//! Admin area: overview, shop moderation, category tree and homepage carousel.

pub mod carousel;
pub mod categories;
pub mod dashboard;
pub mod shops;
//! Shop moderation: approve, reject, suspend and reactivate.

use leptos::prelude::*;

use crate::components::modal::ConfirmDialog;
use crate::components::navbar::AdminNav;
use crate::components::status_badge::ShopStatusBadge;
use crate::net::api;
use crate::net::types::{Shop, ShopStatus};
use crate::pages::{ErrorBanner, load_into};
use crate::state::shops::{ShopAction, count_with_status, filter_shops, replace_shop, shop_actions};
use crate::state::toast::{ToastKind, ToastState, show_toast};
use crate::util::format::format_date;
use crate::util::status::shop_status_label;

#[component]
pub fn AdminShopsPage() -> impl IntoView {
    let toasts = expect_context::<RwSignal<ToastState>>();
    let shops = RwSignal::new(Vec::<Shop>::new());
    let loading = RwSignal::new(false);
    let error = RwSignal::new(None::<String>);
    let tab = RwSignal::new(Some(ShopStatus::Pending));
    let query = RwSignal::new(String::new());
    let busy = RwSignal::new(None::<String>);
    let confirm = RwSignal::new(None::<(Shop, ShopAction)>);

    let reload = Callback::new(move |()| {
        load_into(shops, loading, error, "Gagal memuat daftar toko", api::fetch_admin_shops);
    });
    reload.run(());

    let run_action = move |shop: Shop, action: ShopAction| {
        busy.set(Some(shop.id.clone()));
        leptos::task::spawn_local(async move {
            match api::update_shop_status(&shop.id, action.target()).await {
                Ok(updated) => {
                    shops.update(|list| replace_shop(list, updated));
                    show_toast(toasts, ToastKind::Success, action.success_message());
                }
                Err(e) => {
                    leptos::logging::warn!("shop {} -> {:?} failed: {e}", shop.id, action.target());
                    show_toast(toasts, ToastKind::Error, e.user_message("Gagal memperbarui status toko"));
                }
            }
            busy.set(None);
        });
    };

    let on_action = Callback::new(move |(shop, action): (Shop, ShopAction)| {
        if action.is_destructive() {
            confirm.set(Some((shop, action)));
        } else {
            run_action(shop, action);
        }
    });
    let on_confirm = Callback::new(move |()| {
        if let Some((shop, action)) = confirm.get_untracked() {
            confirm.set(None);
            run_action(shop, action);
        }
    });

    let visible = move || filter_shops(&shops.get(), tab.get(), &query.get());
    let tabs = std::iter::once(None).chain(ShopStatus::ALL.into_iter().map(Some)).collect::<Vec<_>>();

    view! {
        <div class="moderation-page">
            <AdminNav/>
            <h1>"Moderasi Toko"</h1>
            <div class="tabs" role="tablist">
                {tabs
                    .into_iter()
                    .map(|status| {
                        let label = status.map_or("Semua", shop_status_label);
                        view! {
                            <button
                                class="tabs__tab"
                                class:tabs__tab--active=move || tab.get() == status
                                on:click=move |_| tab.set(status)
                            >
                                {label}
                                <span class="tabs__count">
                                    {move || shops.with(|s| status.map_or(s.len(), |st| count_with_status(s, st)))}
                                </span>
                            </button>
                        }
                    })
                    .collect_view()}
            </div>
            <input
                class="search-input"
                type="search"
                placeholder="Cari nama toko, slug atau pemilik"
                prop:value=move || query.get()
                on:input=move |ev| query.set(event_target_value(&ev))
            />
            <ErrorBanner error=error on_retry=reload/>
            <Show when=move || !loading.get() && visible().is_empty()>
                <div class="empty-state">"Tidak ada toko di kategori ini."</div>
            </Show>
            <table class="table">
                <thead>
                    <tr>
                        <th>"Toko"</th>
                        <th>"Pemilik"</th>
                        <th>"Produk"</th>
                        <th>"Terdaftar"</th>
                        <th>"Status"</th>
                        <th></th>
                    </tr>
                </thead>
                <tbody>
                    <For
                        each=visible
                        key=|s| (s.id.clone(), s.status)
                        children=move |shop| {
                            let row_id = shop.id.clone();
                            let owner = shop
                                .owner
                                .as_ref()
                                .map(|o| match &o.email {
                                    Some(email) => format!("{} ({email})", o.name),
                                    None => o.name.clone(),
                                })
                                .unwrap_or_default();
                            let buttons = shop_actions(shop.status)
                                .into_iter()
                                .map(|action| {
                                    let target = shop.clone();
                                    let row_id = row_id.clone();
                                    view! {
                                        <button
                                            class="btn"
                                            class:btn--danger=action.is_destructive()
                                            disabled=move || busy.get().as_deref() == Some(row_id.as_str())
                                            on:click=move |_| on_action.run((target.clone(), action))
                                        >
                                            {action.label()}
                                        </button>
                                    }
                                })
                                .collect_view();
                            view! {
                                <tr>
                                    <td>
                                        <strong>{shop.name.clone()}</strong>
                                        <div class="table__sub">{shop.address.clone().unwrap_or_default()}</div>
                                    </td>
                                    <td>{owner}</td>
                                    <td>{shop.count.as_ref().map_or(0, |c| c.products)}</td>
                                    <td>{shop.created_at.as_deref().map(format_date).unwrap_or_default()}</td>
                                    <td><ShopStatusBadge status=shop.status/></td>
                                    <td class="table__actions">{buttons}</td>
                                </tr>
                            }
                        }
                    />
                </tbody>
            </table>

            {move || {
                confirm
                    .get()
                    .map(|(shop, action)| {
                        view! {
                            <ConfirmDialog
                                message=format!("{} toko \"{}\"?", action.label(), shop.name)
                                confirm_label=action.label()
                                danger=true
                                on_confirm=on_confirm
                                on_cancel=Callback::new(move |()| confirm.set(None))
                            />
                        }
                    })
            }}
        </div>
    }
}
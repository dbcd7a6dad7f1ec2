//! Order lists, status tabs and the per-status action sets.
//!
//! DESIGN
//! ======
//! The backend owns the order lifecycle. The frontend only decides which
//! buttons to render for a status: at most one action that moves the order
//! forward and at most one that aborts it, so mutually exclusive forward
//! transitions never appear side by side.

#[cfg(test)]
#[path = "orders_test.rs"]
mod orders_test;

use crate::net::api::ApiError;
use crate::net::notify::OrderEvent;
use crate::net::types::{Order, PaymentStatus};

/// Who is looking at the order.
#[derive(Clone, Copy, Debug, PartialEq, Eq)]
pub enum Viewer {
    Merchant,
    Buyer,
}

/// Whether an action moves the order forward or ends it.
#[derive(Clone, Copy, Debug, PartialEq, Eq)]
pub enum ActionKind {
    Advance,
    Abort,
}

#[derive(Clone, Copy, Debug, PartialEq, Eq, Hash)]
pub enum OrderAction {
    VerifyPayment,
    RejectPayment,
    Process,
    Ship,
    Cancel,
    UploadProof,
    ConfirmReceived,
}

/// The REST call an action maps to.
#[derive(Clone, Copy, Debug, PartialEq, Eq)]
pub enum ActionRequest {
    /// `POST /orders/:id/verify-payment`
    VerifyPayment { approved: bool },
    /// `PATCH /orders/:id/status`
    SetStatus(PaymentStatus),
    /// `POST /orders/:id/cancel`
    Cancel,
    /// `POST /orders/:id/receive`
    Receive,
    /// `POST /orders/:id/upload-proof`, needs a file from the picker.
    UploadProof,
}

impl OrderAction {
    pub fn kind(self) -> ActionKind {
        match self {
            Self::RejectPayment | Self::Cancel => ActionKind::Abort,
            Self::VerifyPayment | Self::Process | Self::Ship | Self::UploadProof | Self::ConfirmReceived => {
                ActionKind::Advance
            }
        }
    }

    pub fn label(self) -> &'static str {
        match self {
            Self::VerifyPayment => "Verifikasi Pembayaran",
            Self::RejectPayment => "Tolak Pembayaran",
            Self::Process => "Proses Pesanan",
            Self::Ship => "Kirim Pesanan",
            Self::Cancel => "Batalkan",
            Self::UploadProof => "Unggah Bukti Bayar",
            Self::ConfirmReceived => "Pesanan Diterima",
        }
    }

    /// Confirmation text for actions that cannot be undone.
    pub fn confirm_prompt(self) -> Option<&'static str> {
        match self {
            Self::RejectPayment => Some("Tolak pembayaran untuk pesanan ini?"),
            Self::Cancel => Some("Batalkan pesanan ini? Tindakan ini tidak dapat dibatalkan."),
            Self::ConfirmReceived => Some("Konfirmasi bahwa pesanan sudah Anda terima?"),
            _ => None,
        }
    }

    pub fn success_message(self) -> &'static str {
        match self {
            Self::VerifyPayment => "Pembayaran diverifikasi",
            Self::RejectPayment => "Pembayaran ditolak",
            Self::Process => "Pesanan sedang diproses",
            Self::Ship => "Pesanan ditandai dikirim",
            Self::Cancel => "Pesanan dibatalkan",
            Self::UploadProof => "Bukti pembayaran terkirim",
            Self::ConfirmReceived => "Terima kasih! Pesanan selesai",
        }
    }

    pub fn request(self) -> ActionRequest {
        match self {
            Self::VerifyPayment => ActionRequest::VerifyPayment { approved: true },
            Self::RejectPayment => ActionRequest::VerifyPayment { approved: false },
            Self::Process => ActionRequest::SetStatus(PaymentStatus::Processing),
            Self::Ship => ActionRequest::SetStatus(PaymentStatus::Shipped),
            Self::Cancel => ActionRequest::Cancel,
            Self::UploadProof => ActionRequest::UploadProof,
            Self::ConfirmReceived => ActionRequest::Receive,
        }
    }
}

/// Actions offered for `status`, advancing action first.
pub fn available_actions(viewer: Viewer, status: PaymentStatus) -> Vec<OrderAction> {
    use OrderAction as A;
    use PaymentStatus as S;
    match (viewer, status) {
        (Viewer::Merchant, S::Pending) => vec![A::VerifyPayment, A::RejectPayment],
        (Viewer::Merchant, S::Paid) => vec![A::Process, A::Cancel],
        (Viewer::Merchant, S::Processing) => vec![A::Ship],
        (Viewer::Buyer, S::Pending) => vec![A::UploadProof, A::Cancel],
        (Viewer::Buyer, S::Shipped) => vec![A::ConfirmReceived],
        _ => Vec::new(),
    }
}

/// Issue the call for a non-upload action.
pub async fn send_action(order_id: &str, request: ActionRequest) -> Result<Order, ApiError> {
    use crate::net::api;
    match request {
        ActionRequest::VerifyPayment { approved } => api::verify_payment(order_id, approved).await,
        ActionRequest::SetStatus(status) => api::update_order_status(order_id, status).await,
        ActionRequest::Cancel => api::cancel_order(order_id, None).await,
        ActionRequest::Receive => api::receive_order(order_id).await,
        ActionRequest::UploadProof => Err(ApiError::Unavailable),
    }
}

/// Status tab on order lists. `None` is "all".
pub fn filter_orders(orders: &[Order], tab: Option<PaymentStatus>) -> Vec<Order> {
    orders.iter().filter(|o| tab.is_none_or(|s| o.payment_status == s)).cloned().collect()
}

/// Insert or replace an order from a realtime event, newest first.
pub fn apply_event(orders: &mut Vec<Order>, event: &OrderEvent) {
    let incoming = event.order();
    if let Some(existing) = orders.iter_mut().find(|o| o.id == incoming.id) {
        *existing = incoming.clone();
    } else {
        orders.insert(0, incoming.clone());
    }
}

/// Dashboard summary.
#[derive(Clone, Debug, Default, PartialEq)]
pub struct OrderStats {
    pub total: usize,
    pub pending: usize,
    pub in_progress: usize,
    pub completed: usize,
    pub aborted: usize,
    /// Sum of `totalAmount` over completed orders.
    pub revenue: f64,
}

impl OrderStats {
    pub fn from_orders(orders: &[Order]) -> Self {
        let mut stats = Self { total: orders.len(), ..Self::default() };
        for order in orders {
            match order.payment_status {
                PaymentStatus::Pending => stats.pending += 1,
                PaymentStatus::Paid | PaymentStatus::Processing | PaymentStatus::Shipped => stats.in_progress += 1,
                PaymentStatus::Completed => {
                    stats.completed += 1;
                    stats.revenue += order.total_amount;
                }
                PaymentStatus::Failed | PaymentStatus::Cancelled => stats.aborted += 1,
            }
        }
        stats
    }

    pub fn count_for(orders: &[Order], status: PaymentStatus) -> usize {
        orders.iter().filter(|o| o.payment_status == status).count()
    }
}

ASSIGNMENT:
If the word "click" is on a line above, return that line.

TASK SOLUTION:
                                on:click=move |_| tab.set(status)
                                            on:click=move |_| on_action.run((target.clone(), action))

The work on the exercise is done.